:: Given data

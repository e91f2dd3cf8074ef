#![deny(clippy::pedantic, unsafe_code)]
#![allow(clippy::module_name_repetitions)]

//! Configuration management for e14z
//!
//! This crate handles loading and merging configuration from:
//! - Default values (hard-coded)
//! - Configuration file (~/.config/e14z/config.toml)
//! - Environment variables
//! - CLI flags
//!
//! The resulting [`Config`] is immutable once handed to the installer.

pub mod constants;
pub mod sections;

pub use sections::{
    CacheConfig, GeneralConfig, InstallConfig, RetryConfig, SandboxConfig, SecurityConfig,
};

use constants::{
    APP_DIR, CONFIG_FILE, ENV_CACHE_DIR, ENV_LOG, ENV_MAX_CONCURRENCY, ENV_MAX_RETRIES,
    ENV_TIMEOUT,
};
use e14z_errors::{ConfigError, Error};
use serde::{Deserialize, Serialize};
use std::path::{Path, PathBuf};
use std::str::FromStr;
use tokio::fs;

/// Main configuration structure
#[derive(Debug, Clone, Serialize, Deserialize, Default)]
pub struct Config {
    #[serde(default)]
    pub general: GeneralConfig,

    #[serde(default)]
    pub cache: CacheConfig,

    #[serde(default)]
    pub security: SecurityConfig,

    #[serde(default)]
    pub sandbox: SandboxConfig,

    #[serde(default)]
    pub retry: RetryConfig,

    #[serde(default)]
    pub install: InstallConfig,
}

impl Config {
    /// Get the default config file path
    ///
    /// # Errors
    ///
    /// Returns an error if the system config directory cannot be determined.
    pub fn default_path() -> Result<PathBuf, Error> {
        let config_dir = dirs::config_dir().ok_or_else(|| ConfigError::NotFound {
            path: "config directory".to_string(),
        })?;
        Ok(config_dir.join(APP_DIR).join(CONFIG_FILE))
    }

    /// Load configuration from file
    ///
    /// # Errors
    ///
    /// Returns an error if the file cannot be read or if the file contents
    /// contain invalid TOML syntax that cannot be parsed.
    pub async fn load_from_file(path: &Path) -> Result<Self, Error> {
        let contents = fs::read_to_string(path)
            .await
            .map_err(|_| ConfigError::NotFound {
                path: path.display().to_string(),
            })?;

        Self::from_toml(&contents)
    }

    /// Parse configuration from a TOML string
    ///
    /// # Errors
    ///
    /// Returns an error if the TOML is malformed or contains unknown value types.
    pub fn from_toml(contents: &str) -> Result<Self, Error> {
        toml::from_str(contents)
            .map_err(|e| ConfigError::ParseError {
                message: e.to_string(),
            })
            .map_err(Into::into)
    }

    /// Load configuration with fallback to defaults
    ///
    /// # Errors
    ///
    /// Returns an error if the configuration file exists but cannot be read
    /// or contains invalid TOML syntax.
    pub async fn load() -> Result<Self, Error> {
        let config_path = Self::default_path()?;

        if config_path.exists() {
            Self::load_from_file(&config_path).await
        } else {
            tracing::debug!(path = %config_path.display(), "no config file, using defaults");
            Ok(Self::default())
        }
    }

    /// Load configuration from an optional path or use default
    ///
    /// # Errors
    ///
    /// Returns an error if the config file cannot be read or parsed
    pub async fn load_or_default(path: Option<&Path>) -> Result<Self, Error> {
        match path {
            Some(config_path) => Self::load_from_file(config_path).await,
            None => Self::load().await,
        }
    }

    /// Merge with environment variables
    ///
    /// # Errors
    ///
    /// Returns an error if environment variables contain invalid values
    /// that cannot be parsed into the expected types.
    pub fn merge_env(&mut self) -> Result<(), Error> {
        if let Ok(dir) = std::env::var(ENV_CACHE_DIR) {
            if dir.is_empty() {
                return Err(invalid(ENV_CACHE_DIR, dir));
            }
            self.cache.root = Some(PathBuf::from(dir));
        }

        if let Some(timeout) = parse_env::<u64>(ENV_TIMEOUT)? {
            self.install.timeout_secs = timeout;
        }

        if let Some(concurrency) = parse_env::<usize>(ENV_MAX_CONCURRENCY)? {
            self.install.max_concurrency = concurrency;
        }

        if let Some(retries) = parse_env::<u32>(ENV_MAX_RETRIES)? {
            self.retry.max_retries = retries;
        }

        if let Ok(filter) = std::env::var(ENV_LOG) {
            self.general.log_filter = filter;
        }

        Ok(())
    }

    /// Reject values that would make the installer unusable
    ///
    /// # Errors
    ///
    /// Returns the first offending field.
    pub fn validate(&self) -> Result<(), Error> {
        if self.install.max_concurrency == 0 {
            return Err(invalid("install.max_concurrency", "0"));
        }
        if self.install.timeout_secs == 0 {
            return Err(invalid("install.timeout_secs", "0"));
        }
        if self.retry.max_retries == 0 {
            return Err(invalid("retry.max_retries", "0"));
        }
        if self.retry.backoff_multiplier < 1.0 {
            return Err(invalid(
                "retry.backoff_multiplier",
                self.retry.backoff_multiplier.to_string(),
            ));
        }
        if !(0.0..=1.0).contains(&self.retry.jitter_factor) {
            return Err(invalid(
                "retry.jitter_factor",
                self.retry.jitter_factor.to_string(),
            ));
        }
        if self.security.min_score > 100 {
            return Err(invalid(
                "security.min_score",
                self.security.min_score.to_string(),
            ));
        }
        if self.sandbox.max_output_bytes == 0 {
            return Err(invalid("sandbox.max_output_bytes", "0"));
        }
        if self.security.allowed_commands.is_empty() {
            return Err(ConfigError::Invalid {
                message: "security.allowed_commands must not be empty".to_string(),
            }
            .into());
        }
        Ok(())
    }
}

fn parse_env<T: FromStr>(name: &str) -> Result<Option<T>, Error> {
    match std::env::var(name) {
        Ok(raw) => raw.parse().map(Some).map_err(|_| invalid(name, raw)),
        Err(_) => Ok(None),
    }
}

fn invalid(field: &str, value: impl Into<String>) -> Error {
    ConfigError::InvalidValue {
        field: field.to_string(),
        value: value.into(),
    }
    .into()
}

::::

→ **Task description**
Pick out every line of the listing containing the word "RetryConfig", and show those lines.

→ **Reply**
    CacheConfig, GeneralConfig, InstallConfig, RetryConfig, SandboxConfig, SecurityConfig,
    pub retry: RetryConfig,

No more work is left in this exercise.